TASK TO COMPLETE => Lines to return, exactly: from the line with "filename crates/core/src/model/level.rs" to the line with "Highest level whose" in the entries below, both included.

AVAILABLE DATA =>
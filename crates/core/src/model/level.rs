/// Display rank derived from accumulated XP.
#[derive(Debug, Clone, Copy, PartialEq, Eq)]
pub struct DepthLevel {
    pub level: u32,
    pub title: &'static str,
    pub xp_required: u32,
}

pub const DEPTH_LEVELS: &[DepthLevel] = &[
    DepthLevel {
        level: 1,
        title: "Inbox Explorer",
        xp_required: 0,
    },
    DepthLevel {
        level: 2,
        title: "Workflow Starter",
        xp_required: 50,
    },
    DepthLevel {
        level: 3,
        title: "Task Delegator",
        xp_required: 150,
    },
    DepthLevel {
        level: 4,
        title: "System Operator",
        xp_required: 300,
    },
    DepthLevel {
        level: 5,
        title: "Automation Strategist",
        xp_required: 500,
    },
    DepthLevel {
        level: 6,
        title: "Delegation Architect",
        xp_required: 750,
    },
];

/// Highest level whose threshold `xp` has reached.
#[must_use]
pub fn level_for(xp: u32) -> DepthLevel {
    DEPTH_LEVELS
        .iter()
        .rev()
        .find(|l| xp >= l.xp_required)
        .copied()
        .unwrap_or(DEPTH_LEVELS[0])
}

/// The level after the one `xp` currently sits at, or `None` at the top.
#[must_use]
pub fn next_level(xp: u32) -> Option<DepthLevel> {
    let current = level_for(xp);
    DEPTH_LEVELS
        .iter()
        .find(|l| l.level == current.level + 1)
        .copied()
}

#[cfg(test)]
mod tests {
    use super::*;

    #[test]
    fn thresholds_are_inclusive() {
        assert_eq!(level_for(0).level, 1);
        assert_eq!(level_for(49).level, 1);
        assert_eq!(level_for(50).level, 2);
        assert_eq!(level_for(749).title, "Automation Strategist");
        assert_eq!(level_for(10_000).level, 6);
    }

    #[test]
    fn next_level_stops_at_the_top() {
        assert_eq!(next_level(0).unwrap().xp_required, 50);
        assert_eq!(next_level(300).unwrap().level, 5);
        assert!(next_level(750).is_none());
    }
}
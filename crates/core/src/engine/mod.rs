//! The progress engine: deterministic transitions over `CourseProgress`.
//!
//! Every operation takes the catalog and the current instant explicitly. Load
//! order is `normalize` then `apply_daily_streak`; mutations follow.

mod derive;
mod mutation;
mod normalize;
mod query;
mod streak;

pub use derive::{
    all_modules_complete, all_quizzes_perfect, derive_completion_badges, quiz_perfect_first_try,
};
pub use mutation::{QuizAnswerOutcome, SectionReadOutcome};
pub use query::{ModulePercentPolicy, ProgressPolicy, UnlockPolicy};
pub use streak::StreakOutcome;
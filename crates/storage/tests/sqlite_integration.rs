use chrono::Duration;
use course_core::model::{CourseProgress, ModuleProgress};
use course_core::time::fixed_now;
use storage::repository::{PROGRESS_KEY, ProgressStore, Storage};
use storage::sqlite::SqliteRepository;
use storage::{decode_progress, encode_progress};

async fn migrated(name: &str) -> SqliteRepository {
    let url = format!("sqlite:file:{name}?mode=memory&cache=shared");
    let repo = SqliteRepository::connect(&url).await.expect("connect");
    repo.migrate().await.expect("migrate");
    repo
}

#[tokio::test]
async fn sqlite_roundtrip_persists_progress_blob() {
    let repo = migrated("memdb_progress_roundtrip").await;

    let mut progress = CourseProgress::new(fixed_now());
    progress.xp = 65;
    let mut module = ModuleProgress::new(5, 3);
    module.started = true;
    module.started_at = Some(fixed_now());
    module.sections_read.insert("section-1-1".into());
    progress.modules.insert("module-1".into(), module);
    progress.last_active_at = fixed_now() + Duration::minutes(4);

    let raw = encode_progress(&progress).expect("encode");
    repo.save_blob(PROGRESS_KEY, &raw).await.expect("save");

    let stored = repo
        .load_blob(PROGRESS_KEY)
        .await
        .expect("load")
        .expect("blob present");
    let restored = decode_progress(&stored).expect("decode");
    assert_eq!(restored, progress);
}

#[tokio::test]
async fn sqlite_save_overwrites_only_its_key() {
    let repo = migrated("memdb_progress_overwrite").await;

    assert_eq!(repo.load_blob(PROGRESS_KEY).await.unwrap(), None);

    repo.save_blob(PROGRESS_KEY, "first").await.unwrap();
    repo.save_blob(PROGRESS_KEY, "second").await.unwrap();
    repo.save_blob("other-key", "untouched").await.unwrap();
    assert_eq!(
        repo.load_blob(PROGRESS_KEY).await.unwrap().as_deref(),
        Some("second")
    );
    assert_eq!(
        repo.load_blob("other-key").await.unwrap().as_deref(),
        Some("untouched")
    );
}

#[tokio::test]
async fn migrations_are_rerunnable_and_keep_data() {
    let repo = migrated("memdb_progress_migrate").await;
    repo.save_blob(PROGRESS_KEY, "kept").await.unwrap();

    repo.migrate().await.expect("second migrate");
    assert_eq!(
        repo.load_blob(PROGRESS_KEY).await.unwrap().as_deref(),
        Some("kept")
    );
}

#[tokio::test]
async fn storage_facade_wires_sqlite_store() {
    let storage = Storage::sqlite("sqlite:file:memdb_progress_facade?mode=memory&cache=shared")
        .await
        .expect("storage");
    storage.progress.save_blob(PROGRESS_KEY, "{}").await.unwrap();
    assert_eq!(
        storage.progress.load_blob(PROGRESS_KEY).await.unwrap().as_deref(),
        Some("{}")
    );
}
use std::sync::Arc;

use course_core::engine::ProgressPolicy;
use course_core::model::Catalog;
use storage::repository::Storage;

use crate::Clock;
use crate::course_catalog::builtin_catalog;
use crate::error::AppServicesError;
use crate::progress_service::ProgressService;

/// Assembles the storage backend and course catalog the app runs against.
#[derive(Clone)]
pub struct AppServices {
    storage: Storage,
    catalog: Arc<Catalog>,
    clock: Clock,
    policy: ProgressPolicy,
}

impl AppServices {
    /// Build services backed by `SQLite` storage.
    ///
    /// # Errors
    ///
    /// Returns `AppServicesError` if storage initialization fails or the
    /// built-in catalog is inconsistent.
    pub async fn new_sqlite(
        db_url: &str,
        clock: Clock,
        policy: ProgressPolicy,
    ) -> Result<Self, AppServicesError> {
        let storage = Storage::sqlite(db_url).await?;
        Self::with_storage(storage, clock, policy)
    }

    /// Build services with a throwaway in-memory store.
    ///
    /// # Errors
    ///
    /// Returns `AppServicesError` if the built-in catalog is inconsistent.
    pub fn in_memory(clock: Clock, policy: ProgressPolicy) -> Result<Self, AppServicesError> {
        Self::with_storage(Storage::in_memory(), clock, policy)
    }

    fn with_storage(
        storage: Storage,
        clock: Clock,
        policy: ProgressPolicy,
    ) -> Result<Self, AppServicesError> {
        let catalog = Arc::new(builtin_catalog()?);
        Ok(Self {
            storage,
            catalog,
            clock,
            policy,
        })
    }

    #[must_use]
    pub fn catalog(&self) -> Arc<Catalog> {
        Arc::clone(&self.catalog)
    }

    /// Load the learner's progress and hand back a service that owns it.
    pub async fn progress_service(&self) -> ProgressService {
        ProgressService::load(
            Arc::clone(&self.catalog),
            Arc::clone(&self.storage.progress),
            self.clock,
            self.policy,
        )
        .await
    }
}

...

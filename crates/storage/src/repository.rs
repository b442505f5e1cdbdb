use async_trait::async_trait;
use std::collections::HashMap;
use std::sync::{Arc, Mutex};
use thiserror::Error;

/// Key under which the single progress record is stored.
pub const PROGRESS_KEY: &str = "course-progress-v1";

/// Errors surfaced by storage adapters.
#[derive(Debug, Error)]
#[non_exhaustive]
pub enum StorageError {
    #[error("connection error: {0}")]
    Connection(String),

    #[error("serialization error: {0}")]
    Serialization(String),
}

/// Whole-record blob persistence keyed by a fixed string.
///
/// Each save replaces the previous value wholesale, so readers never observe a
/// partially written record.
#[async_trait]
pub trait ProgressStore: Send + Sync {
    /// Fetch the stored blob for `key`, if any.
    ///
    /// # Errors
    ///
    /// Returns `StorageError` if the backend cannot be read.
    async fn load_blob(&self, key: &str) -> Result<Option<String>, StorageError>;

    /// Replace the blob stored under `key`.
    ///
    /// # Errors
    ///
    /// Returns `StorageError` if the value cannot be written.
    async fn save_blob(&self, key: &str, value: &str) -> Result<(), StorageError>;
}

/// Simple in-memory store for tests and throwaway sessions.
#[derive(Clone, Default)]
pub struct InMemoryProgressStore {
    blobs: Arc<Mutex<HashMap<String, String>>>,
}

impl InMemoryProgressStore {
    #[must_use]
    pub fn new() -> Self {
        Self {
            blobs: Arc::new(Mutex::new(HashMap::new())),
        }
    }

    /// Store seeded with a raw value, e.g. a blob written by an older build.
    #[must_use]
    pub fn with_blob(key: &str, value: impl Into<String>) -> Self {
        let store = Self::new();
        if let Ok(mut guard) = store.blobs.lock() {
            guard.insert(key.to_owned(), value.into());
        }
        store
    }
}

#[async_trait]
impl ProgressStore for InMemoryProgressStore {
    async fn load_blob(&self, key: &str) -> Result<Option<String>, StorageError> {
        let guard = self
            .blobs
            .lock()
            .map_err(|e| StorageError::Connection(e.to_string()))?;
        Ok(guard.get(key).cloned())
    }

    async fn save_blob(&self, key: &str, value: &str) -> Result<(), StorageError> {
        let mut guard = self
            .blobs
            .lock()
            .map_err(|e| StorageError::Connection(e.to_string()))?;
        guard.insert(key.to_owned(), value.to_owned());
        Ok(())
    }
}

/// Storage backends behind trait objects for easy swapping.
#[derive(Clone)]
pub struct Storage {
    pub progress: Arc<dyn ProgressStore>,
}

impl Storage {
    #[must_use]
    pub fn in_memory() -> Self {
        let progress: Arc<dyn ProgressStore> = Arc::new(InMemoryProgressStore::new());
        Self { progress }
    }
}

YOUR RESPONSE =>
filename crates/core/src/model/level.rs
/// Display rank derived from accumulated XP.
#[derive(Debug, Clone, Copy, PartialEq, Eq)]
pub struct DepthLevel {
    pub level: u32,
    pub title: &'static str,
    pub xp_required: u32,
}

pub const DEPTH_LEVELS: &[DepthLevel] = &[
    DepthLevel {
        level: 1,
        title: "Inbox Explorer",
        xp_required: 0,
    },
    DepthLevel {
        level: 2,
        title: "Workflow Starter",
        xp_required: 50,
    },
    DepthLevel {
        level: 3,
        title: "Task Delegator",
        xp_required: 150,
    },
    DepthLevel {
        level: 4,
        title: "System Operator",
        xp_required: 300,
    },
    DepthLevel {
        level: 5,
        title: "Automation Strategist",
        xp_required: 500,
    },
    DepthLevel {
        level: 6,
        title: "Delegation Architect",
        xp_required: 750,
    },
];

/// Highest level whose threshold `xp` has reached.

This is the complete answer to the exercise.